(Saved data entries)
------------

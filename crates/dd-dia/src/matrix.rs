use dd_tensor::{f16, CpuStorage, DType, Element, Layout, Shape, Tensor};

use crate::error::{DiaError, Result};
use crate::pattern::DiaPattern;

/// A matrix stored by diagonals.
///
/// Values live in one packed buffer of `pattern.len() * rows` elements. The
/// `k`-th diagonal occupies `k * rows .. (k + 1) * rows`, indexed by row, so
/// position `(i, i + d)` is at `k * rows + i`. Slots whose column falls outside
/// the matrix are padding and are never read.
#[derive(Debug, Clone, PartialEq)]
pub struct DiaMatrix {
    pattern: DiaPattern,
    values: CpuStorage,
}

impl DiaMatrix {
    /// Create a matrix with every stored position set to zero.
    ///
    /// # Errors
    /// Returns an allocation error if the diagonal buffer cannot be reserved.
    pub fn zeros(pattern: DiaPattern, dtype: DType) -> Result<Self> {
        let n = pattern
            .len()
            .checked_mul(pattern.rows())
            .ok_or(DiaError::Allocation {
                requested: usize::MAX,
                what: "diagonal values",
            })?;
        let values = CpuStorage::try_zeros(dtype, n)?;
        Ok(DiaMatrix { pattern, values })
    }

    /// Copy the pattern positions of a dense `[rows, cols]` tensor.
    pub fn from_dense(pattern: DiaPattern, dense: &Tensor) -> Result<Self> {
        let dims = dense.matrix_dims()?;
        if dims != (pattern.rows(), pattern.cols()) {
            return Err(DiaError::OperandMismatch {
                op: "from_dense",
                expected: format!("[{}x{}]", pattern.rows(), pattern.cols()),
                got: dense.shape().to_string(),
            });
        }
        let mut m = Self::zeros(pattern, dense.dtype())?;
        match dense.dtype() {
            DType::F32 => m.copy_from_dense::<f32>(dense)?,
            DType::F64 => m.copy_from_dense::<f64>(dense)?,
            DType::F16 => m.copy_from_dense::<f16>(dense)?,
        }
        Ok(m)
    }

    fn copy_from_dense<T: Element>(&mut self, dense: &Tensor) -> Result<()> {
        let rows = self.pattern.rows();
        for k in 0..self.pattern.len() {
            let d = self.pattern.offsets()[k];
            for i in self.pattern.row_range(k) {
                let v = dense.get::<T>(i, (i as i64 + d) as usize)?;
                self.values.as_slice_mut::<T>()?[k * rows + i] = v;
            }
        }
        Ok(())
    }

    /// Expand into a dense row-major tensor with zeros off the pattern.
    pub fn to_dense(&self) -> Result<Tensor> {
        match self.dtype() {
            DType::F32 => self.to_dense_typed::<f32>(),
            DType::F64 => self.to_dense_typed::<f64>(),
            DType::F16 => self.to_dense_typed::<f16>(),
        }
    }

    fn to_dense_typed<T: Element>(&self) -> Result<Tensor> {
        let (rows, cols) = (self.pattern.rows(), self.pattern.cols());
        let mut data = vec![T::zero(); rows * cols];
        let values = self.values::<T>()?;
        for k in 0..self.pattern.len() {
            let d = self.pattern.offsets()[k];
            for i in self.pattern.row_range(k) {
                data[i * cols + (i as i64 + d) as usize] = values[k * rows + i];
            }
        }
        Ok(Tensor::from_vec(data, Shape::matrix(rows, cols), Layout::RowMajor)?)
    }

    pub fn pattern(&self) -> &DiaPattern {
        &self.pattern
    }

    pub fn rows(&self) -> usize {
        self.pattern.rows()
    }

    pub fn cols(&self) -> usize {
        self.pattern.cols()
    }

    pub fn dtype(&self) -> DType {
        self.values.dtype()
    }

    /// Element `(i, j)`, or `None` if it is not on a stored diagonal.
    pub fn get<T: Element>(&self, i: usize, j: usize) -> Result<Option<T>> {
        match self.pattern.diagonal_at(i, j) {
            Some(k) => Ok(Some(self.values::<T>()?[k * self.rows() + i])),
            None => Ok(None),
        }
    }

    /// Overwrite element `(i, j)`.
    ///
    /// # Errors
    /// `NotStored` if `(i, j)` is not on a stored diagonal.
    pub fn set<T: Element>(&mut self, i: usize, j: usize, value: T) -> Result<()> {
        let k = self
            .pattern
            .diagonal_at(i, j)
            .ok_or(DiaError::NotStored { row: i, col: j })?;
        let rows = self.rows();
        self.values_mut::<T>()?[k * rows + i] = value;
        Ok(())
    }

    /// In-bounds values of the `k`-th stored diagonal, top to bottom.
    pub fn diagonal<T: Element>(&self, k: usize) -> Result<&[T]> {
        let base = k * self.rows();
        let range = self.pattern.row_range(k);
        Ok(&self.values::<T>()?[base + range.start..base + range.end])
    }

    /// Mutable in-bounds values of the `k`-th stored diagonal.
    pub fn diagonal_mut<T: Element>(&mut self, k: usize) -> Result<&mut [T]> {
        let base = k * self.rows();
        let range = self.pattern.row_range(k);
        Ok(&mut self.values_mut::<T>()?[base + range.start..base + range.end])
    }

    /// Set every stored position to `value`.
    pub fn fill<T: Element>(&mut self, value: T) -> Result<()> {
        for k in 0..self.pattern.len() {
            self.diagonal_mut::<T>(k)?.fill(value);
        }
        Ok(())
    }

    /// The packed diagonal buffer, padding included.
    pub(crate) fn values<T: Element>(&self) -> Result<&[T]> {
        Ok(self.values.as_slice()?)
    }

    pub(crate) fn values_mut<T: Element>(&mut self) -> Result<&mut [T]> {
        Ok(self.values.as_slice_mut()?)
    }

    /// The pattern together with the mutable packed buffer.
    pub(crate) fn parts_mut<T: Element>(&mut self) -> Result<(&DiaPattern, &mut [T])> {
        Ok((&self.pattern, self.values.as_slice_mut()?))
    }
}
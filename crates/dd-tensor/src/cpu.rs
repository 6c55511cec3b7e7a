use crate::backend::{ComputeBackend, ExecutionTarget};

/// Sequential CPU compute backend.
///
/// Every operation runs to completion on the calling thread. Intended as the
/// reference implementation and for problems too small to amortize a pool.
#[derive(Debug, Clone)]
pub struct CpuBackend;

impl CpuBackend {
    pub fn new() -> Self {
        CpuBackend
    }
}

impl Default for CpuBackend {
    fn default() -> Self {
        Self::new()
    }
}

impl ComputeBackend for CpuBackend {
    fn name(&self) -> &str {
        "cpu"
    }

    fn target(&self) -> ExecutionTarget {
        ExecutionTarget::Sequential
    }

    fn num_threads(&self) -> usize {
        1
    }
}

------------

▶ _Exercise_:
Write out the records in full, word for word.

▶ _Response_:
filename crates/dd-dia/src/matrix.rs
use dd_tensor::{f16, CpuStorage, DType, Element, Layout, Shape, Tensor};

use crate::error::{DiaError, Result};
use crate::pattern::DiaPattern;

/// A matrix stored by diagonals.
///
/// Values live in one packed buffer of `pattern.len() * rows` elements. The
/// `k`-th diagonal occupies `k * rows .. (k + 1) * rows`, indexed by row, so
/// position `(i, i + d)` is at `k * rows + i`. Slots whose column falls outside
/// the matrix are padding and are never read.
#[derive(Debug, Clone, PartialEq)]
pub struct DiaMatrix {
    pattern: DiaPattern,
    values: CpuStorage,
}

impl DiaMatrix {
    /// Create a matrix with every stored position set to zero.
    ///
    /// # Errors
    /// Returns an allocation error if the diagonal buffer cannot be reserved.
    pub fn zeros(pattern: DiaPattern, dtype: DType) -> Result<Self> {
        let n = pattern
            .len()
            .checked_mul(pattern.rows())
            .ok_or(DiaError::Allocation {
                requested: usize::MAX,
                what: "diagonal values",
            })?;
        let values = CpuStorage::try_zeros(dtype, n)?;
        Ok(DiaMatrix { pattern, values })
    }

    /// Copy the pattern positions of a dense `[rows, cols]` tensor.
    pub fn from_dense(pattern: DiaPattern, dense: &Tensor) -> Result<Self> {
        let dims = dense.matrix_dims()?;
        if dims != (pattern.rows(), pattern.cols()) {
            return Err(DiaError::OperandMismatch {
                op: "from_dense",
                expected: format!("[{}x{}]", pattern.rows(), pattern.cols()),
                got: dense.shape().to_string(),
            });
        }
        let mut m = Self::zeros(pattern, dense.dtype())?;
        match dense.dtype() {
            DType::F32 => m.copy_from_dense::<f32>(dense)?,
            DType::F64 => m.copy_from_dense::<f64>(dense)?,
            DType::F16 => m.copy_from_dense::<f16>(dense)?,
        }
        Ok(m)
    }

    fn copy_from_dense<T: Element>(&mut self, dense: &Tensor) -> Result<()> {
        let rows = self.pattern.rows();
        for k in 0..self.pattern.len() {
            let d = self.pattern.offsets()[k];
            for i in self.pattern.row_range(k) {
                let v = dense.get::<T>(i, (i as i64 + d) as usize)?;
                self.values.as_slice_mut::<T>()?[k * rows + i] = v;
            }
        }
        Ok(())
    }

    /// Expand into a dense row-major tensor with zeros off the pattern.
    pub fn to_dense(&self) -> Result<Tensor> {
        match self.dtype() {
            DType::F32 => self.to_dense_typed::<f32>(),
            DType::F64 => self.to_dense_typed::<f64>(),
            DType::F16 => self.to_dense_typed::<f16>(),
        }
    }

    fn to_dense_typed<T: Element>(&self) -> Result<Tensor> {
        let (rows, cols) = (self.pattern.rows(), self.pattern.cols());
        let mut data = vec![T::zero(); rows * cols];
        let values = self.values::<T>()?;
        for k in 0..self.pattern.len() {
            let d = self.pattern.offsets()[k];
            for i in self.pattern.row_range(k) {
                data[i * cols + (i as i64 + d) as usize] = values[k * rows + i];
            }
        }
        Ok(Tensor::from_vec(data, Shape::matrix(rows, cols), Layout::RowMajor)?)
    }

    pub fn pattern(&self) -> &DiaPattern {
        &self.pattern
    }

    pub fn rows(&self) -> usize {
        self.pattern.rows()
    }

    pub fn cols(&self) -> usize {
        self.pattern.cols()
    }

    pub fn dtype(&self) -> DType {
        self.values.dtype()
    }

    /// Element `(i, j)`, or `None` if it is not on a stored diagonal.
    pub fn get<T: Element>(&self, i: usize, j: usize) -> Result<Option<T>> {
        match self.pattern.diagonal_at(i, j) {
            Some(k) => Ok(Some(self.values::<T>()?[k * self.rows() + i])),
            None => Ok(None),
        }
    }

    /// Overwrite element `(i, j)`.
    ///
    /// # Errors
    /// `NotStored` if `(i, j)` is not on a stored diagonal.
    pub fn set<T: Element>(&mut self, i: usize, j: usize, value: T) -> Result<()> {
        let k = self
            .pattern
            .diagonal_at(i, j)
            .ok_or(DiaError::NotStored { row: i, col: j })?;
        let rows = self.rows();
        self.values_mut::<T>()?[k * rows + i] = value;
        Ok(())
    }

    /// In-bounds values of the `k`-th stored diagonal, top to bottom.
    pub fn diagonal<T: Element>(&self, k: usize) -> Result<&[T]> {
        let base = k * self.rows();
        let range = self.pattern.row_range(k);
        Ok(&self.values::<T>()?[base + range.start..base + range.end])
    }

    /// Mutable in-bounds values of the `k`-th stored diagonal.
    pub fn diagonal_mut<T: Element>(&mut self, k: usize) -> Result<&mut [T]> {
        let base = k * self.rows();
        let range = self.pattern.row_range(k);
        Ok(&mut self.values_mut::<T>()?[base + range.start..base + range.end])
    }

    /// Set every stored position to `value`.
    pub fn fill<T: Element>(&mut self, value: T) -> Result<()> {
        for k in 0..self.pattern.len() {
            self.diagonal_mut::<T>(k)?.fill(value);
        }
        Ok(())
    }

    /// The packed diagonal buffer, padding included.
    pub(crate) fn values<T: Element>(&self) -> Result<&[T]> {
        Ok(self.values.as_slice()?)
    }

    pub(crate) fn values_mut<T: Element>(&mut self) -> Result<&mut [T]> {
        Ok(self.values.as_slice_mut()?)
    }

    /// The pattern together with the mutable packed buffer.
    pub(crate) fn parts_mut<T: Element>(&mut self) -> Result<(&DiaPattern, &mut [T])> {
        Ok((&self.pattern, self.values.as_slice_mut()?))
    }
}
filename crates/dd-tensor/src/cpu.rs
repository 6c55511cec3b7e7a
use crate::backend::{ComputeBackend, ExecutionTarget};

/// Sequential CPU compute backend.
///
/// Every operation runs to completion on the calling thread. Intended as the
/// reference implementation and for problems too small to amortize a pool.
#[derive(Debug, Clone)]
pub struct CpuBackend;

impl CpuBackend {
    pub fn new() -> Self {
        CpuBackend
    }
}

impl Default for CpuBackend {
    fn default() -> Self {
        Self::new()
    }
}

impl ComputeBackend for CpuBackend {
    fn name(&self) -> &str {
        "cpu"
    }

    fn target(&self) -> ExecutionTarget {
        ExecutionTarget::Sequential
    }

    fn num_threads(&self) -> usize {
        1
    }
}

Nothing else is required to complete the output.